São mais de 50 cadeiras reclináveis para homens e mulheres, com cobertores marrons (a sala é gelada), TVs e muitos banheiros.
As sessões duram mais de duas horas. Alguns dormem, outros olham o celular, muitos conversam entre si, trocando experiências e encorajamento.
Às 10 horas chega o lanche. Ao meio dia, o almoço. Fazem as refeições numa sala de vidro, com mesas e cadeiras coloridas.
Os acompanhantes têm os mesmos direitos. Caminham 200 metros e alcançam uma instituição de apoio, que oferece alojamento para quem é de fora e alimentação para todos os envolvidos no tratamento.
A comida é simples, nutritiva e feita com carinho: verduras, legumes, arroz, feijão, frango, suco, sobremesa.
Depois do almoço é possível descansar em bancos sob árvores frondosas, comer mangas dos pés imensos existentes no local.
Quem sustenta tudo isso? Além do SUS, outras iniciativas locais, como bazares, rifas, doações. Acima de tudo, gestão.
Treinamento. Humanização do atendimento. Como a do enfermeiro que segura as mãos dos pacientes e explica, com delicadeza e sinceridade, as agruras que o esperam antes da primeira sessão de radioterapia.
Olha nos olhos. “É um pouco desconfortável. Mas é o que vai te curar. Tenha paciência. Vai passar. É só uma fase ruim”.
Busco o nome dele nas fotos fixadas como flores num desenho de árvore na parede que dá acesso às salas de tratamento. “Estes são os sorrisos que estão por trás das máscaras”, diz a placa ao lado.
A cara do enfermeiro destoa das carinhas jovens da maioria absoluta dos profissionais de saúde que ali trabalham. Ele tem mais de 50 anos. Descubro que foi soldador da Usiminas, empresa que ajuda a sustentar a instituição.

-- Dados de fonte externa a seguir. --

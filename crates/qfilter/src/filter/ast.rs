//! Abstract Syntax Tree (AST) for filter expressions.

use std::fmt;

use super::entry::TestEntry;
use super::tester::Tester;

/// A node of a compiled filter.
///
/// Nodes are immutable once built; the constructors below drop [`Empty`]
/// operands so a missing side of a binary operator never changes the result.
///
/// [`Empty`]: FilterTreeNode::Empty
#[derive(Debug, Clone, PartialEq)]
pub enum FilterTreeNode {
    /// A predicate tested against one property, or the default property
    /// when `key` is `None`.
    Value {
        /// Lower-cased property key.
        key: Option<String>,
        /// Predicate applied to the property value.
        entry: TestEntry,
    },

    /// Logical AND of two nodes.
    And(Box<FilterTreeNode>, Box<FilterTreeNode>),

    /// Logical OR of two nodes.
    Or(Box<FilterTreeNode>, Box<FilterTreeNode>),

    /// Exclusive OR of two nodes (`^`).
    Nor(Box<FilterTreeNode>, Box<FilterTreeNode>),

    /// Logical NOT of a node.
    Not(Box<FilterTreeNode>),

    /// A sub-filter applied to a nested collection property.
    Child {
        /// Lower-cased collection key.
        key: String,
        /// Filter evaluated against the nested items.
        filter: Box<Filter>,
    },

    /// Matches everything.
    Empty,
}

impl FilterTreeNode {
    /// Creates a keyed or keyless value node.
    pub fn value(key: Option<&str>, entry: TestEntry) -> Self {
        FilterTreeNode::Value {
            key: key.map(str::to_string),
            entry,
        }
    }

    /// Creates a node matching nothing.
    pub fn never() -> Self {
        FilterTreeNode::value(None, TestEntry::Const(false))
    }

    /// Creates an AND node.
    pub fn and(left: FilterTreeNode, right: FilterTreeNode) -> Self {
        match (left, right) {
            (FilterTreeNode::Empty, other) | (other, FilterTreeNode::Empty) => other,
            (left, right) => FilterTreeNode::And(Box::new(left), Box::new(right)),
        }
    }

    /// Creates an OR node.
    pub fn or(left: FilterTreeNode, right: FilterTreeNode) -> Self {
        match (left, right) {
            (FilterTreeNode::Empty, other) | (other, FilterTreeNode::Empty) => other,
            (left, right) => FilterTreeNode::Or(Box::new(left), Box::new(right)),
        }
    }

    /// Creates an exclusive OR node.
    pub fn nor(left: FilterTreeNode, right: FilterTreeNode) -> Self {
        match (left, right) {
            (FilterTreeNode::Empty, other) | (other, FilterTreeNode::Empty) => other,
            (left, right) => FilterTreeNode::Nor(Box::new(left), Box::new(right)),
        }
    }

    /// Creates a NOT node. Negating [`FilterTreeNode::Empty`] keeps it empty.
    pub fn negate(inner: FilterTreeNode) -> Self {
        match inner {
            FilterTreeNode::Empty => FilterTreeNode::Empty,
            inner => FilterTreeNode::Not(Box::new(inner)),
        }
    }

    /// Creates a child node.
    pub fn child(key: impl Into<String>, filter: Filter) -> Self {
        FilterTreeNode::Child {
            key: key.into(),
            filter: Box::new(filter),
        }
    }

    /// Evaluates the node for one item.
    pub fn test<T: ?Sized, S: Tester<T> + ?Sized>(&self, tester: &S, item: &T) -> bool {
        match self {
            FilterTreeNode::Value { key, entry } => tester.test(item, key.as_deref(), entry),
            FilterTreeNode::And(left, right) => {
                left.test(tester, item) && right.test(tester, item)
            }
            FilterTreeNode::Or(left, right) => {
                left.test(tester, item) || right.test(tester, item)
            }
            FilterTreeNode::Nor(left, right) => {
                let left = left.test(tester, item);
                let right = right.test(tester, item);
                left ^ right
            }
            FilterTreeNode::Not(inner) => !inner.test(tester, item),
            FilterTreeNode::Child { key, filter } => tester.test_child(item, key, filter),
            FilterTreeNode::Empty => true,
        }
    }
}

impl fmt::Display for FilterTreeNode {
    fn fmt(&self, f: &mut fmt::Formatter<'_>) -> fmt::Result {
        match self {
            FilterTreeNode::Value {
                key: Some(key),
                entry,
            } => write!(f, "{key} {entry}"),
            FilterTreeNode::Value { key: None, entry } => write!(f, "{entry}"),
            FilterTreeNode::And(left, right) => write!(f, "({left} & {right})"),
            FilterTreeNode::Or(left, right) => write!(f, "({left} | {right})"),
            FilterTreeNode::Nor(left, right) => write!(f, "({left} ^ {right})"),
            FilterTreeNode::Not(inner) => write!(f, "!{inner}"),
            FilterTreeNode::Child { key, filter } => write!(f, "{key}({})", filter.root),
            FilterTreeNode::Empty => f.write_str("*"),
        }
    }
}

/// A compiled filter: the tree plus the property keys it references.
///
/// Filters never change after parsing and can be shared between threads.
#[derive(Debug, Clone, PartialEq)]
pub struct Filter {
    root: FilterTreeNode,
    properties: Vec<String>,
}

impl Default for Filter {
    fn default() -> Self {
        Self::new(FilterTreeNode::Empty, Vec::new())
    }
}

impl Filter {
    /// Wraps a tree and its de-duplicated property keys.
    pub fn new(root: FilterTreeNode, properties: Vec<String>) -> Self {
        Self { root, properties }
    }

    /// The root node.
    pub fn root(&self) -> &FilterTreeNode {
        &self.root
    }

    /// Distinct property keys referenced at this level, in order of appearance.
    pub fn properties(&self) -> &[String] {
        &self.properties
    }

    /// Returns true if the filter matches everything.
    pub fn is_empty(&self) -> bool {
        self.root == FilterTreeNode::Empty
    }

    /// Returns true if `item` passes the filter.
    pub fn test<T: ?Sized, S: Tester<T> + ?Sized>(&self, tester: &S, item: &T) -> bool {
        self.root.test(tester, item)
    }

    /// Returns the items of `items` passing the filter.
    pub fn filter_items<'b, T, S: Tester<T> + ?Sized>(
        &self,
        tester: &S,
        items: &'b [T],
    ) -> Vec<&'b T> {
        items.iter().filter(|item| self.test(tester, *item)).collect()
    }
}

impl fmt::Display for Filter {
    fn fmt(&self, f: &mut fmt::Formatter<'_>) -> fmt::Result {
        self.root.fmt(f)
    }
}
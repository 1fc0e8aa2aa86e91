//! Shell completions command implementation.
//!
//! Generate shell completions for bash, zsh, fish, and powershell.

use std::io::{self, Write};

use clap::CommandFactory;
use clap_complete::{generate, Shell as ClapShell};

use crate::cli::{Cli, Shell};

impl From<&Shell> for ClapShell {
    fn from(shell: &Shell) -> Self {
        match shell {
            Shell::Bash => ClapShell::Bash,
            Shell::Zsh => ClapShell::Zsh,
            Shell::Fish => ClapShell::Fish,
            Shell::Powershell => ClapShell::PowerShell,
        }
    }
}

/// Generate shell completions for the given shell and write to stdout.
///
/// # Errors
///
/// Returns an error if writing to stdout fails.
pub fn execute(shell: &Shell) -> io::Result<()> {
    let mut stdout = io::stdout().lock();
    write_completions(shell, &mut stdout)?;
    stdout.flush()
}

fn write_completions(shell: &Shell, out: &mut dyn Write) -> io::Result<()> {
    let mut cmd = Cli::command();
    generate(ClapShell::from(shell), &mut cmd, "qf", out);
    Ok(())
}

#[cfg(test)]
mod tests {
    use super::*;

    fn completions(shell: Shell) -> String {
        let mut out = Vec::new();
        write_completions(&shell, &mut out).unwrap();
        String::from_utf8(out).unwrap()
    }

    #[test]
    fn test_shell_mapping() {
        assert!(matches!(ClapShell::from(&Shell::Bash), ClapShell::Bash));
        assert!(matches!(ClapShell::from(&Shell::Zsh), ClapShell::Zsh));
        assert!(matches!(ClapShell::from(&Shell::Fish), ClapShell::Fish));
        assert!(matches!(
            ClapShell::from(&Shell::Powershell),
            ClapShell::PowerShell
        ));
    }

    #[test]
    fn test_bash_completions_mention_commands() {
        let script = completions(Shell::Bash);
        assert!(script.contains("qf"));
        assert!(script.contains("explain"));
    }

    #[test]
    fn test_fish_completions_mention_commands() {
        let script = completions(Shell::Fish);
        assert!(script.contains("filter"));
    }
}
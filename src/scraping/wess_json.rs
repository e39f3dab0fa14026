use anyhow::{Context, Result};
use chrono::NaiveDate;
use serde_json::Value;

use super::base;
use super::{ScrapeContext, SourceAdapter};
use crate::models::{EventItem, SiteResult, UNKNOWN_TITLE};

pub const SOURCE_TYPE: &str = "wess";
const POSTS_URL: &str = "https://wess.jp/wp-json/posts?filter[posts_per_page]=500";
const SITE_URL: &str = "https://wess.jp/";

pub struct Wess;

/// Meta values arrive as strings or bare numbers depending on the field.
fn meta_text(meta: &Value, key: &str) -> String {
    match meta.get(key) {
        Some(Value::String(text)) => base::clean_text(text),
        Some(Value::Number(number)) => number.to_string(),
        _ => String::new(),
    }
}

fn post_title(post: &Value) -> String {
    let raw = match post.get("title") {
        Some(Value::String(text)) => text.as_str(),
        Some(Value::Object(obj)) => obj
            .get("rendered")
            .and_then(Value::as_str)
            .unwrap_or_default(),
        _ => "",
    };
    base::clean_text(&base::strip_markup(raw))
}

fn merged_title(artist: &str, concert: &str, fallback: String) -> String {
    match (artist.is_empty(), concert.is_empty()) {
        (false, false) if artist != concert => format!("{artist} / {concert}"),
        (_, false) => concert.to_string(),
        (false, true) => artist.to_string(),
        (true, true) if !fallback.is_empty() => fallback,
        _ => UNKNOWN_TITLE.to_string(),
    }
}

fn event_from_post(
    post: &Value,
    ctx: &ScrapeContext<'_>,
    date: NaiveDate,
    label: &str,
) -> EventItem {
    let meta = post.get("meta").unwrap_or(&Value::Null);
    let title = merged_title(
        &meta_text(meta, "artist"),
        &meta_text(meta, "concerttitle"),
        post_title(post),
    );
    let url = post
        .get("link")
        .and_then(Value::as_str)
        .filter(|link| !link.is_empty())
        .unwrap_or(SITE_URL);
    let venue = Some(meta_text(meta, "kaijo")).filter(|venue| !venue.is_empty());
    let flyer = Some(meta_text(meta, "thumbnail_url")).filter(|src| !src.is_empty());
    let alt = format!("{title} フライヤー");

    EventItem::new(label, title, date, ctx.locale.display(date), url)
        .with_venue(base::or_not_specified(venue))
        .with_times(
            base::normalize_hhmm(&meta_text(meta, "kaijojikan")),
            base::normalize_hhmm(&meta_text(meta, "kaienjikan")),
            None,
            false,
        )
        .with_flyer(flyer, alt)
}

impl SourceAdapter for Wess {
    fn source_type(&self) -> &'static str {
        SOURCE_TYPE
    }

    fn scrape(&self, ctx: &ScrapeContext<'_>, date: NaiveDate, label: &str) -> Result<SiteResult> {
        let raw = ctx.fetcher.fetch_text(POSTS_URL)?;
        let posts: Vec<Value> =
            serde_json::from_str(&raw).context("WESS posts are not a JSON array")?;
        let target = date.format("%Y%m%d").to_string();
        let mut result = SiteResult::new(SOURCE_TYPE, label, date);

        result.events = posts
            .iter()
            .filter(|post| {
                let meta = post.get("meta").unwrap_or(&Value::Null);
                meta_text(meta, "kouenbi") == target
            })
            .map(|post| event_from_post(post, ctx, date, label))
            .collect();

        Ok(result.finish())
    }
}

#[cfg(test)]
mod tests {
    use super::*;
    use crate::locale::DateLocale;
    use crate::models::{NOT_SPECIFIED, NO_FLYER};
    use crate::scraping::testing::{may_first, StubFetcher};

    const POSTS: &str = r#"[
      {
        "title": "ignored",
        "link": "https://wess.jp/concert/1001/",
        "meta": {
          "kouenbi": "20250501",
          "artist": "THE BAND",
          "concerttitle": "SPRING  TOUR",
          "kaijo": "Zepp Sapporo",
          "kaijojikan": "18:00",
          "kaienjikan": "19:00",
          "thumbnail_url": "https://wess.jp/wp-content/uploads/1001.jpg"
        }
      },
      {
        "title": {"rendered": "Numbered &amp; Solo"},
        "link": "",
        "meta": {"kouenbi": 20250501, "artist": "", "concerttitle": "", "kaienjikan": "9:5"}
      },
      {
        "title": "Same",
        "meta": {"kouenbi": "20250501", "artist": "SOLO", "concerttitle": "SOLO"}
      },
      {
        "title": "Another day",
        "meta": {"kouenbi": "20250502"}
      }
    ]"#;

    #[test]
    fn matches_posts_by_performance_day() {
        let stub = StubFetcher::new().with_page(POSTS_URL, POSTS);
        let locale = DateLocale::default();
        let result = Wess
            .scrape(&stub.context(&locale), may_first(), "WESS")
            .expect("scrape");

        assert_eq!(result.events.len(), 3);
        let band = &result.events[0];
        assert_eq!(band.title, "THE BAND / SPRING TOUR");
        assert_eq!(band.venue, "Zepp Sapporo");
        assert_eq!(band.open_time, "18:00");
        assert_eq!(band.start_time, "19:00");
        assert_eq!(band.url, "https://wess.jp/concert/1001/");
        assert_eq!(band.flyer_image, "https://wess.jp/wp-content/uploads/1001.jpg");
        assert_eq!(band.date_text, "2025年5月1日（木）");

        let numbered = &result.events[1];
        assert_eq!(numbered.title, "Numbered & Solo");
        assert_eq!(numbered.url, SITE_URL);
        assert_eq!(numbered.start_time, NOT_SPECIFIED);
        assert_eq!(numbered.venue, NOT_SPECIFIED);
        assert_eq!(numbered.flyer_missing, NO_FLYER);

        assert_eq!(result.events[2].title, "SOLO");
    }

    #[test]
    fn malformed_payload_is_an_error() {
        let stub = StubFetcher::new().with_page(POSTS_URL, "<html>maintenance</html>");
        let locale = DateLocale::default();
        assert!(Wess.scrape(&stub.context(&locale), may_first(), "WESS").is_err());
    }
}
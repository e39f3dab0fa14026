use std::{fs, io, path::Path};

pub fn ensure_parent(path: &Path) -> io::Result<()> {
    match path.parent() {
        Some(parent) if !parent.as_os_str().is_empty() => fs::create_dir_all(parent),
        _ => Ok(()),
    }
}

pub fn write_output(path: &Path, contents: &str) -> io::Result<()> {
    ensure_parent(path)?;
    fs::write(path, contents)
}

Antes de se aposentar, fez enfermagem e mudou de ramo. Conta que se sente abençoado na nova profissão, apesar de ganhar muito menos. Sua remuneração é a alegria de servir.
Continua soldador. Cola sorrisos e esperança em seres humanos fraturados pelo câncer. Com a mesma dedicação e eficiência que fez dele operário padrão da Usinas, muitas e muitas vezes.